Sultan, how do you and the Investment Strategy Group think about private assets in relation to individual portfolios?

Sultan Khan:

Private markets have a number of appealing characteristics. They are less efficient than public markets, which means that managers generally can better capitalize on informational advantages. Managers also tend to think more like owners: They may look to make fundamental, operational improvements to portfolio companies. Finally, they are not beholden to quarterly reporting like public companies, so they can take a longer-term approach. That said, private equity opportunities take a long time to develop, so investors must be willing to have a long lockup period, for which they should require a potential liquidity premium.

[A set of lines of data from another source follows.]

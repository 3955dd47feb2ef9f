//! Multi-source poller.
//!
//! Fans out to every source concurrently, each under its own timeout,
//! normalizes and merges whatever came back, and publishes the result as
//! one `BoardSnapshot`. A slow or failing source only blanks its own
//! column. Polls are numbered; a poll that finishes after a newer one has
//! been published is discarded.

use chrono::Utc;
use futures::future::join_all;
use std::collections::HashSet;
use std::sync::atomic::{AtomicU64, Ordering};
use std::sync::Arc;
use std::time::Duration;
use tokio::sync::{watch, RwLock};
use tokio::task::JoinHandle;
use tokio::time::MissedTickBehavior;
use tracing::{debug, info, warn};

use super::{merge_quotes, normalize_rows, MergeConfig};
use crate::config::{AppConfig, SourceKind};
use crate::drift::{shift_line, shift_moneyline, SharedDrift, Shift};
use crate::names::SharedStandardizer;
use crate::sources::{QuoteSource, SimulatedBook};
use crate::types::{BoardSnapshot, OddsboardError, RawRow, SourceId, SourceReport, SourceStatus};

/// Latest published snapshot, shared with the read API.
pub type SharedBoard = Arc<RwLock<BoardSnapshot>>;

pub struct Poller {
    sources: Vec<Arc<dyn QuoteSource>>,
    merge: MergeConfig,
    names: SharedStandardizer,
    drift: SharedDrift,
    timeout: Duration,
    book: Arc<SimulatedBook>,
    /// Columns filled from `book` when their source yields nothing.
    fallback: HashSet<SourceId>,
    /// Columns that are synthetic by nature and therefore drift.
    simulated: HashSet<SourceId>,
    board: SharedBoard,
    generation: AtomicU64,
}

/// One source's contribution to a poll.
struct Fetched {
    source_id: SourceId,
    status: SourceStatus,
    rows: Vec<RawRow>,
}

impl Poller {
    pub fn new(
        sources: Vec<Arc<dyn QuoteSource>>,
        merge: MergeConfig,
        names: SharedStandardizer,
        drift: SharedDrift,
        timeout: Duration,
    ) -> Self {
        Self {
            sources,
            merge,
            names,
            drift,
            timeout,
            book: Arc::new(SimulatedBook::default()),
            fallback: HashSet::new(),
            simulated: HashSet::new(),
            board: Arc::new(RwLock::new(BoardSnapshot::empty())),
            generation: AtomicU64::new(0),
        }
    }

    /// Poller over `sources` with columns, timeout, fallback and simulated
    /// columns taken from `config`.
    pub fn from_config(
        config: &AppConfig,
        sources: Vec<Arc<dyn QuoteSource>>,
        book: Arc<SimulatedBook>,
        names: SharedStandardizer,
        drift: SharedDrift,
    ) -> Self {
        let merge = MergeConfig::from_config(&config.board, config.source_ids());
        let fallback: Vec<SourceId> = config
            .sources
            .iter()
            .filter(|s| s.fallback)
            .map(|s| s.id.clone())
            .collect();
        for id in fallback.iter().filter(|id| !book.covers(id)) {
            warn!(source = %id, "Fallback column has no baseline rows and will stay empty");
        }
        let simulated = config
            .sources
            .iter()
            .filter(|s| s.kind == SourceKind::Simulated)
            .map(|s| s.id.clone());

        Self::new(sources, merge, names, drift, config.board.source_timeout())
            .with_fallback(book, fallback)
            .with_simulated_columns(simulated)
    }

    /// Fill the `fallback` columns from `book` when they come back empty.
    pub fn with_fallback(
        mut self,
        book: Arc<SimulatedBook>,
        fallback: impl IntoIterator<Item = SourceId>,
    ) -> Self {
        self.book = book;
        self.fallback = fallback.into_iter().collect();
        self
    }

    /// Mark columns whose every quote is synthetic.
    pub fn with_simulated_columns(mut self, columns: impl IntoIterator<Item = SourceId>) -> Self {
        self.simulated = columns.into_iter().collect();
        self
    }

    pub fn board(&self) -> SharedBoard {
        Arc::clone(&self.board)
    }

    // -- Single poll -----------------------------------------------------

    /// Run one poll cycle without publishing it.
    pub async fn poll_once(&self) -> BoardSnapshot {
        let generation = self.generation.fetch_add(1, Ordering::SeqCst) + 1;
        let started_at = Utc::now();
        debug!(generation, sources = self.sources.len(), "Starting poll");

        let mut fetched = join_all(self.sources.iter().map(|s| self.fetch_source(s))).await;

        // Configured columns with no adapter still get a report (and may be
        // filled from the baseline).
        let fed: HashSet<&SourceId> = fetched.iter().map(|f| &f.source_id).collect();
        let unfed: Vec<Fetched> = self
            .merge
            .sources
            .iter()
            .filter(|id| !fed.contains(id))
            .map(|id| Fetched {
                source_id: id.clone(),
                status: SourceStatus::Unfed,
                rows: Vec::new(),
            })
            .collect();
        fetched.extend(unfed);

        let mut raw_rows = Vec::new();
        let mut synthetic = Vec::new();
        let mut source_reports = Vec::with_capacity(fetched.len());

        for Fetched { source_id, status, mut rows } in fetched {
            let mut simulated = self.simulated.contains(&source_id);
            if rows.is_empty() && self.fallback.contains(&source_id) {
                rows = self.book.rows_for(&source_id, generation);
                if !rows.is_empty() {
                    simulated = true;
                    debug!(source = %source_id, ?status, rows = rows.len(), "Column filled from baseline");
                }
            }

            source_reports.push(SourceReport {
                source_id: source_id.clone(),
                status,
                rows: rows.len(),
                simulated,
            });
            for mut row in rows {
                row.source_id = source_id.clone();
                raw_rows.push(row);
                synthetic.push(simulated);
            }
        }

        let mut quotes = {
            let names = self.names.read().await;
            normalize_rows(&raw_rows, &names)
        };

        // Synthetic prices and lines for live entities move with the drift table.
        {
            let drift = self.drift.read().await;
            if drift.live_count() > 0 {
                for (quote, _) in quotes.iter_mut().zip(&synthetic).filter(|(_, s)| **s) {
                    let step = drift.shift_for(&quote.outcome_key.entity);
                    if step == Shift::ZERO {
                        continue;
                    }
                    quote.price = quote.price.map(|p| shift_moneyline(p, step.ml_shift));
                    quote.line_value = quote
                        .line_value
                        .as_ref()
                        .map(|line| shift_line(line, &quote.outcome_key.market, step));
                }
            }
        }

        let rows = merge_quotes(&quotes, &self.merge);

        BoardSnapshot {
            generation,
            started_at,
            completed_at: Utc::now(),
            rows,
            source_reports,
        }
    }

    async fn fetch_source(&self, source: &Arc<dyn QuoteSource>) -> Fetched {
        let source_id = source.id().clone();
        let (status, rows) = match tokio::time::timeout(self.timeout, source.fetch()).await {
            Ok(Ok(rows)) if rows.is_empty() => (SourceStatus::Empty, rows),
            Ok(Ok(rows)) => (SourceStatus::Ok, rows),
            Ok(Err(e)) => {
                warn!(source = %source_id, error = %e, "Source fetch failed, continuing without");
                (SourceStatus::Failed, Vec::new())
            }
            Err(_) => {
                let err = OddsboardError::SourceTimeout {
                    source_id: source_id.to_string(),
                    timeout_ms: u64::try_from(self.timeout.as_millis()).unwrap_or(u64::MAX),
                };
                warn!(source = %source_id, error = %err, "Source timed out, continuing without");
                (SourceStatus::TimedOut, Vec::new())
            }
        };
        Fetched {
            source_id,
            status,
            rows,
        }
    }

    // -- Publishing ------------------------------------------------------

    /// Publish `snapshot` unless a newer generation is already out.
    pub async fn publish(&self, snapshot: BoardSnapshot) -> bool {
        let mut board = self.board.write().await;
        if snapshot.generation <= board.generation {
            info!(
                generation = snapshot.generation,
                published = board.generation,
                "Discarding stale poll result"
            );
            return false;
        }

        let failed = snapshot
            .source_reports
            .iter()
            .filter(|r| matches!(r.status, SourceStatus::Failed | SourceStatus::TimedOut))
            .count();
        info!(
            generation = snapshot.generation,
            rows = snapshot.rows.len(),
            sources = snapshot.source_reports.len(),
            failed,
            elapsed_ms = (snapshot.completed_at - snapshot.started_at).num_milliseconds(),
            "Board refreshed"
        );
        *board = snapshot;
        true
    }

    /// Poll and publish. Returns whether the result was published.
    pub async fn refresh(&self) -> bool {
        let snapshot = self.poll_once().await;
        self.publish(snapshot).await
    }

    // -- Background loop -------------------------------------------------

    /// Poll every `interval` on a background task.
    ///
    /// Each tick starts its own poll, so a slow source never delays the
    /// schedule; overlapping polls are reconciled by generation.
    pub fn spawn(self: Arc<Self>, interval: Duration) -> PollerHandle {
        let (pause_tx, pause_rx) = watch::channel(false);
        let (shutdown_tx, mut shutdown_rx) = watch::channel(false);
        let board = self.board();

        let join = tokio::spawn(async move {
            let mut ticker = tokio::time::interval(interval);
            ticker.set_missed_tick_behavior(MissedTickBehavior::Delay);
            info!(interval_secs = interval.as_secs_f64(), "Poller started");

            loop {
                tokio::select! {
                    _ = ticker.tick() => {
                        if *pause_rx.borrow() {
                            debug!("Poller paused, skipping tick");
                            continue;
                        }
                        let poller = Arc::clone(&self);
                        tokio::spawn(async move {
                            poller.refresh().await;
                        });
                    }
                    changed = shutdown_rx.changed() => {
                        if changed.is_err() || *shutdown_rx.borrow() {
                            info!("Poller stopped");
                            break;
                        }
                    }
                }
            }
        });

        PollerHandle {
            pause_tx,
            shutdown_tx,
            join,
            board,
        }
    }
}

/// Control handle for a running poller.
pub struct PollerHandle {
    pause_tx: watch::Sender<bool>,
    shutdown_tx: watch::Sender<bool>,
    join: JoinHandle<()>,
    board: SharedBoard,
}

impl PollerHandle {
    /// Stop starting new polls. In-flight polls still complete.
    pub fn pause(&self) {
        self.pause_tx.send_replace(true);
        info!("Poller paused");
    }

    pub fn resume(&self) {
        self.pause_tx.send_replace(false);
        info!("Poller resumed");
    }

    pub fn is_paused(&self) -> bool {
        *self.pause_tx.borrow()
    }

    pub fn board(&self) -> SharedBoard {
        Arc::clone(&self.board)
    }

    /// Stop the loop and wait for it to exit.
    pub async fn stop(self) {
        self.shutdown_tx.send_replace(true);
        if let Err(e) = self.join.await {
            warn!(error = %e, "Poller task ended abnormally");
        }
    }
}

// ---------------------------------------------------------------------------
// Tests
// ---------------------------------------------------------------------------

These characteristics have historically contributed to outperformance versus traditional asset classes—between 2% and 6% on an annualized basis, depending on the time horizon you consider (see display). Moreover, the patterns of returns provided by private markets have been quite different, so they have offered particularly effective diversification—something that’s attractive in a “late cycle” period like we’re in today, when traditional assets have tended to see correlations increase.

Private Equity vs. Public Equity Performance

Annualized Returns – Periods Ending June 2019

Asset Matters: Demystifying Private Markets Chart 1

Source: Cambridge Associates. Represents pooled horizon IRR and first-quartile return for the Global All Private Equity Index from Cambridge Associates as of June 2019, which is the latest data available. Index is unmanaged and not available for direct investment. Past performance is not indicative of future results.

Stephanie Luedke:

Elizabeth, can you give us a brief overview of the private equity sectors?

Elizabeth Traxler:

Buyout investing is perhaps the most well-known, where the private equity manager will purchase control of the company with the aim of generating value by professionalizing the business, more effectively managing cash flows, and/or introducing strategic changes. “Buy and build” is a common approach, and often involves acquisitions in a nearby geography or related product area. In larger companies, it can take more dramatic actions to move the needle, so, for example, the manager may look to divest certain businesses that don’t fit the broader organization. Buyouts typically involve more mature businesses, and investors often have an expectation of steady returns, supported by a combination of financial and operational improvements.

Venture capital is quite different. The businesses are often much younger. They may be growing revenues rapidly but have negative cash flows, so they usually need regular infusions of capital to expand into new markets or reach new customers. Often they are still owned by the founders or a small group of angel investors, and venture capitalists come in as minority owners.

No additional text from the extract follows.